A acelerada mudança tecnológica nos meios de comunicação e a consequente mudança de hábitos de consumo e de modelos de negócio têm vindo a transformar as nossas vidas de criadores e espectadores de conteúdos, de forma muito mais radical do que pode parecer à primeira vista.
Como é que estamos a lidar com esta mudança? E, sobretudo, como é que os media propriamente ditos e as leis que os regulam estão a adaptar-se à nova realidade? Como é que eles podem tirar o melhor partido dessas mudanças e adaptar-se e gerar novas potencialidades para o futuro próximo?

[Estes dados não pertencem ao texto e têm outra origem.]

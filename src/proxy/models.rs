//! Proxy data models

use crate::Result;
use chrono::{DateTime, Utc};
use serde::{Deserialize, Serialize};
use std::fmt;
use std::fs;
use std::path::Path;

/// A proxy endpoint taken from a listing row, not yet known to be reachable
#[derive(Debug, Clone, PartialEq, Eq, Hash, Serialize, Deserialize)]
pub struct ProxyCandidate {
    /// Host as it appeared in the listing (a literal IP address)
    pub address: String,
    pub port: u16,
    /// Short country code, e.g. "US"
    pub country_code: String,
    pub country_name: String,
}

impl ProxyCandidate {
    pub fn new(address: String, port: u16, country_code: String, country_name: String) -> Self {
        Self {
            address,
            port,
            country_code,
            country_name,
        }
    }

    /// Whether the candidate satisfies the non-empty address and 1..=65535 port rules
    pub fn is_well_formed(&self) -> bool {
        !self.address.trim().is_empty() && self.port != 0
    }

    /// Get the proxy string in IP:PORT format
    pub fn to_simple_string(&self) -> String {
        format!("{}:{}", self.address.trim(), self.port)
    }
}

impl fmt::Display for ProxyCandidate {
    fn fmt(&self, f: &mut fmt::Formatter<'_>) -> fmt::Result {
        write!(
            f,
            "{} ({}, {})",
            self.to_simple_string(),
            self.country_code,
            self.country_name
        )
    }
}

/// Classified result of a single reachability probe
#[derive(Debug, Clone, PartialEq, Eq, Serialize, Deserialize)]
pub enum ProbeOutcome {
    Reachable,
    Refused,
    TimedOut,
    OtherError(String),
}

impl ProbeOutcome {
    /// Stable label used in diagnostics
    pub fn kind(&self) -> &'static str {
        match self {
            ProbeOutcome::Reachable => "reachable",
            ProbeOutcome::Refused => "refused",
            ProbeOutcome::TimedOut => "timed_out",
            ProbeOutcome::OtherError(_) => "other",
        }
    }

    pub fn is_reachable(&self) -> bool {
        matches!(self, ProbeOutcome::Reachable)
    }
}

impl fmt::Display for ProbeOutcome {
    fn fmt(&self, f: &mut fmt::Formatter<'_>) -> fmt::Result {
        match self {
            ProbeOutcome::Reachable => write!(f, "reachable"),
            ProbeOutcome::Refused => write!(f, "connection refused"),
            ProbeOutcome::TimedOut => write!(f, "connection timeout"),
            ProbeOutcome::OtherError(detail) => write!(f, "error: {}", detail),
        }
    }
}

/// Detailed result of a probe
#[derive(Debug, Clone, Serialize, Deserialize)]
pub struct ProbeResult {
    pub candidate: ProxyCandidate,
    pub outcome: ProbeOutcome,
    /// Connect latency, present only for reachable candidates
    pub elapsed_ms: Option<u64>,
}

impl ProbeResult {
    pub fn reachable(candidate: ProxyCandidate, elapsed_ms: u64) -> Self {
        Self {
            candidate,
            outcome: ProbeOutcome::Reachable,
            elapsed_ms: Some(elapsed_ms),
        }
    }

    pub fn failed(candidate: ProxyCandidate, outcome: ProbeOutcome) -> Self {
        Self {
            candidate,
            outcome,
            elapsed_ms: None,
        }
    }

    pub fn is_reachable(&self) -> bool {
        self.outcome.is_reachable()
    }
}

/// A candidate that accepted a connection
#[derive(Debug, Clone, PartialEq, Eq, Serialize, Deserialize)]
pub struct LiveProxy {
    #[serde(flatten)]
    pub candidate: ProxyCandidate,
    pub connect_ms: u64,
}

impl LiveProxy {
    pub fn new(candidate: ProxyCandidate, connect_ms: u64) -> Self {
        Self {
            candidate,
            connect_ms,
        }
    }
}

/// The reachable subset of a candidate list, in the order probes completed
#[derive(Debug, Clone, Serialize, Deserialize)]
pub struct ValidatedProxySet {
    entries: Vec<LiveProxy>,
    /// Number of candidates that were scheduled for probing
    probed: usize,
    checked_at: DateTime<Utc>,
}

impl ValidatedProxySet {
    pub(crate) fn new(entries: Vec<LiveProxy>, probed: usize) -> Self {
        Self {
            entries,
            probed,
            checked_at: Utc::now(),
        }
    }

    pub fn empty() -> Self {
        Self::new(Vec::new(), 0)
    }

    pub fn len(&self) -> usize {
        self.entries.len()
    }

    pub fn is_empty(&self) -> bool {
        self.entries.is_empty()
    }

    pub fn probed(&self) -> usize {
        self.probed
    }

    pub fn checked_at(&self) -> DateTime<Utc> {
        self.checked_at
    }

    /// Candidates in insertion order
    pub fn iter(&self) -> impl Iterator<Item = &ProxyCandidate> {
        self.entries.iter().map(|entry| &entry.candidate)
    }

    pub fn entries(&self) -> &[LiveProxy] {
        &self.entries
    }

    /// Entries sorted by connect latency, fastest first
    pub fn ranked(&self) -> Vec<&LiveProxy> {
        let mut ranked: Vec<&LiveProxy> = self.entries.iter().collect();
        // stable sort keeps completion order among equal latencies
        ranked.sort_by_key(|entry| entry.connect_ms);
        ranked
    }

    pub fn into_candidates(self) -> Vec<ProxyCandidate> {
        self.entries
            .into_iter()
            .map(|entry| entry.candidate)
            .collect()
    }

    /// Save the ranked proxies to a file, one IP:PORT per line
    pub fn save_to_file<P: AsRef<Path>>(&self, path: P) -> Result<()> {
        let content: String = self
            .ranked()
            .iter()
            .map(|entry| entry.candidate.to_simple_string())
            .collect::<Vec<_>>()
            .join("\n");

        fs::write(path, content)?;
        Ok(())
    }
}

impl Default for ValidatedProxySet {
    fn default() -> Self {
        Self::empty()
    }
}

Nas televisões, o declínio dos canais generalistas é óbvio. Tirando o primetime noticioso, estes canais já não são generalistas, nem no perfil, nem no volume da sua audiência. Quando se falar na RTP, na SIC ou na TVI, vamos falar cada vez menos dos seus canais “generalistas“ e cada vez mais na sua rede de canais. Neste contexto, a recente discussão e anulação de um quinto canal parece cada vez mais obsoleta. Não só o que estava em questão não era um canal, mas sim um novo grupo de comunicação, como entretanto já estão a surgir novos canais de televisão, vindos dos actuais grupos ou de novos grupos. Com a convergência dos jornais e das rádios para o online, esta multiplicação de canais ainda será mais flagrante. Partindo do princípio que os conteúdos audiovisuais estarão em toda a parte e que os menus de acesso a eles se tornarão mais personalizados, vai ser interessante ver a forma como se vai esbater a diferença entre televisão e net, entre zapping e linking.

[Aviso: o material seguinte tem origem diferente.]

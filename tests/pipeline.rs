use ambush_proxy::{
    Discovery, FileSource, ListingParser, ListingSource, ParseError, Validator, ValidatorConfig,
};
use std::path::PathBuf;
use std::time::Duration;
use tokio::net::{TcpListener, TcpSocket};
use tokio_util::sync::CancellationToken;

fn fixture(name: &str) -> PathBuf {
    PathBuf::from(env!("CARGO_MANIFEST_DIR"))
        .join("tests")
        .join("fixtures")
        .join(name)
}

fn listing(rows: &[(u16, &str, &str)]) -> String {
    let body: String = rows
        .iter()
        .map(|(port, code, country)| {
            format!(
                "<tr><td>127.0.0.1</td><td>{}</td><td>{}</td><td>{}</td><td>no</td></tr>\n",
                port, code, country
            )
        })
        .collect();

    format!(
        "<html><body><table id=\"list\">\n<tr><th>IP Address</th><th>Port</th><th>Code</th><th>Country</th><th>Https</th></tr>\n{}</table></body></html>",
        body
    )
}

/// Bound but never listening, so the port refuses connections until dropped
fn closed_port() -> (TcpSocket, u16) {
    let socket = TcpSocket::new_v4().unwrap();
    socket.bind("127.0.0.1:0".parse().unwrap()).unwrap();
    let port = socket.local_addr().unwrap().port();
    (socket, port)
}

#[tokio::test]
async fn parses_saved_listing_page() {
    let raw = FileSource::new(fixture("free_proxy_list.html"))
        .fetch()
        .await
        .unwrap();
    let candidates = ListingParser::new().parse(&raw).unwrap();

    let rows: Vec<_> = candidates
        .iter()
        .map(|c| (c.address.as_str(), c.port, c.country_code.as_str()))
        .collect();
    assert_eq!(
        rows,
        vec![
            ("203.0.113.10", 8080, "US"),
            ("198.51.100.7", 3128, "DE"),
            ("192.0.2.44", 80, "BR"),
            ("203.0.113.99", 8888, "JP"),
            ("203.0.113.10", 8080, "US"),
        ]
    );
    assert_eq!(candidates[1].country_name, "Germany");
}

#[tokio::test]
async fn parsing_same_page_twice_is_identical() {
    let raw = std::fs::read(fixture("free_proxy_list.html")).unwrap();
    let parser = ListingParser::new();
    assert_eq!(parser.parse(&raw).unwrap(), parser.parse(&raw).unwrap());
}

#[tokio::test]
async fn pipeline_keeps_only_listening_proxies() {
    let listener = TcpListener::bind("127.0.0.1:0").await.unwrap();
    let open = listener.local_addr().unwrap().port();
    let (_reserved, closed) = closed_port();

    let dir = tempfile::tempdir().unwrap();
    let path = dir.path().join("listing.html");
    std::fs::write(
        &path,
        listing(&[
            (open, "US", "United States"),
            (closed, "US", "United States"),
            (open, "DE", "Germany"),
        ]),
    )
    .unwrap();

    let validator = Validator::with_config(
        ValidatorConfig::new()
            .with_concurrency(2)
            .with_timeout(Duration::from_secs(2)),
    );
    let discovery = Discovery::new(ListingParser::new(), validator);

    let live = discovery
        .run(&FileSource::new(&path), CancellationToken::new())
        .await
        .unwrap();
    assert_eq!(live.len(), 2);
    assert_eq!(live.probed(), 3);
    assert!(live.iter().all(|proxy| proxy.port == open));

    let us_only = discovery.with_countries(vec!["us".to_string()]);
    let live = us_only
        .run(&FileSource::new(&path), CancellationToken::new())
        .await
        .unwrap();
    assert_eq!(live.len(), 1);
    assert_eq!(live.iter().next().unwrap().country_name, "United States");

    let saved = dir.path().join("live.txt");
    live.save_to_file(&saved).unwrap();
    assert_eq!(
        std::fs::read_to_string(&saved).unwrap(),
        format!("127.0.0.1:{}", open)
    );
}

#[tokio::test]
async fn unparsable_listing_halts_pipeline() {
    let dir = tempfile::tempdir().unwrap();
    let path = dir.path().join("blocked.html");
    std::fs::write(&path, "<html><body>Access denied</body></html>").unwrap();

    let err = Discovery::default()
        .run(&FileSource::new(&path), CancellationToken::new())
        .await
        .unwrap_err();
    assert!(matches!(
        err.downcast_ref::<ParseError>(),
        Some(ParseError::TableNotFound { .. })
    ));
}

#[tokio::test]
async fn listing_without_reachable_proxies_is_empty_not_error() {
    let (_reserved, closed) = closed_port();
    let dir = tempfile::tempdir().unwrap();
    let path = dir.path().join("listing.html");
    std::fs::write(&path, listing(&[(closed, "US", "United States")])).unwrap();

    let live = Discovery::default()
        .run(&FileSource::new(&path), CancellationToken::new())
        .await
        .unwrap();
    assert!(live.is_empty());
    assert_eq!(live.probed(), 1);
}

Consequência disto é a urgência de rever os sistemas de medição de audiência. Desde já, no cabo. Com as net tv e desde logo com a Meo, por exemplo, a medição já é totalmente diferente: muito mais rigorosa quanto ao número de pessoas a ver, embora igualmente incerta em relação ao perfil dos espectadores. Quando é que os anunciantes vão acordar – e agir – face a esta nova realidade? Quando é que as agencias de meios vão deixar de ser a força de resistência e bloqueio a esta inevitável mudança?

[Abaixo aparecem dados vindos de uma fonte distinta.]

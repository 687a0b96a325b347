//! Cascading selector controller.

use serde::{Deserialize, Serialize};

use crate::dashboard::MetricCard;
use crate::rollup::DemandRow;

use super::options::{build_options, OptionOrder};
use super::state::{FilterField, FilterState, Selection};

/// One selector field's live state.
#[derive(Debug, Clone, PartialEq, Eq, Serialize, Deserialize)]
pub struct FieldState {
    /// Which field this is.
    pub field: FilterField,
    /// The committed selection.
    pub selected: Selection,
    /// The options currently offered, "All" first.
    pub options: Vec<String>,
}

/// Keeps the dependent selector fields consistent.
///
/// Committing field `k` resets every downstream field to "All", clears the
/// pending-only toggle, and recomputes downstream option lists from the
/// rows still matching fields `0..=k`. Runs for the lifetime of the view;
/// there is no terminal state.
#[derive(Debug, Clone, PartialEq, Eq, Serialize, Deserialize)]
pub struct CascadeController {
    fields: Vec<FieldState>,
    pending_only: bool,
    option_order: OptionOrder,
}

impl CascadeController {
    /// Initial state: every field "All" except the financial year, which
    /// commits to the configured current year.
    #[must_use]
    pub fn new(rows: &[DemandRow], current_year: &str, option_order: OptionOrder) -> Self {
        let fields = FilterField::CASCADE
            .iter()
            .map(|&field| FieldState {
                field,
                selected: Selection::All,
                options: Vec::new(),
            })
            .collect();
        let mut controller = Self {
            fields,
            pending_only: false,
            option_order,
        };
        controller.fields[0].selected = Selection::Value(current_year.to_string());
        controller.rebuild_options_from(0, rows);
        controller
    }

    /// Commits a selection, cascading the reset downstream.
    pub fn select(&mut self, field: FilterField, selection: Selection, rows: &[DemandRow]) {
        let Some(position) = self.fields.iter().position(|f| f.field == field) else {
            return;
        };
        self.fields[position].selected = selection;
        for downstream in &mut self.fields[position + 1..] {
            downstream.selected = Selection::All;
        }
        self.pending_only = false;
        // Field k's own options depend only on fields before it.
        self.rebuild_options_from(position + 1, rows);
    }

    /// Reacts to a summary card click: the pending card toggles the
    /// pending-only view, any other card clears it.
    pub fn toggle_card(&mut self, card: MetricCard) {
        self.pending_only = match card {
            MetricCard::Pending => !self.pending_only,
            _ => false,
        };
    }

    /// The live state of one field.
    #[must_use]
    pub fn field(&self, field: FilterField) -> Option<&FieldState> {
        self.fields.iter().find(|f| f.field == field)
    }

    /// All fields in cascade order.
    #[must_use]
    pub fn fields(&self) -> &[FieldState] {
        &self.fields
    }

    /// Whether the pending-only view is active.
    #[must_use]
    pub const fn pending_only(&self) -> bool {
        self.pending_only
    }

    /// Snapshot of the committed selections for the aggregator.
    #[must_use]
    pub fn state(&self) -> FilterState {
        let mut state = FilterState::default();
        for field in &self.fields {
            state.set(field.field, field.selected.clone());
        }
        state.pending_only = self.pending_only;
        state
    }

    /// Recomputes options for fields `start..`, each constrained by the
    /// selections committed upstream of it.
    fn rebuild_options_from(&mut self, start: usize, rows: &[DemandRow]) {
        for position in start..self.fields.len() {
            let upstream = self.upstream_state(position);
            let field = self.fields[position].field;
            let values = rows
                .iter()
                .filter(|row| upstream.matches(row))
                .filter_map(|row| field.attribute(row));
            self.fields[position].options = build_options(values, self.option_order);
        }
    }

    /// The filter formed by selections strictly upstream of `position`.
    /// The pending toggle is orthogonal to the cascade and never
    /// constrains option lists.
    fn upstream_state(&self, position: usize) -> FilterState {
        let mut state = FilterState::default();
        for field in &self.fields[..position] {
            state.set(field.field, field.selected.clone());
        }
        state
    }
}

Neste contexto em que tudo vai convergir para o online, em que os canais se vão multiplicar e as audiências pulverizar, a grande questão tem a ver com os modelos de negócio. Como é que se vai conseguir pagar os conteúdos? Como é que se vai fazer jornalismo de investigação, como é que se vão fazer filmes e séries com um mínimo de escala de produção?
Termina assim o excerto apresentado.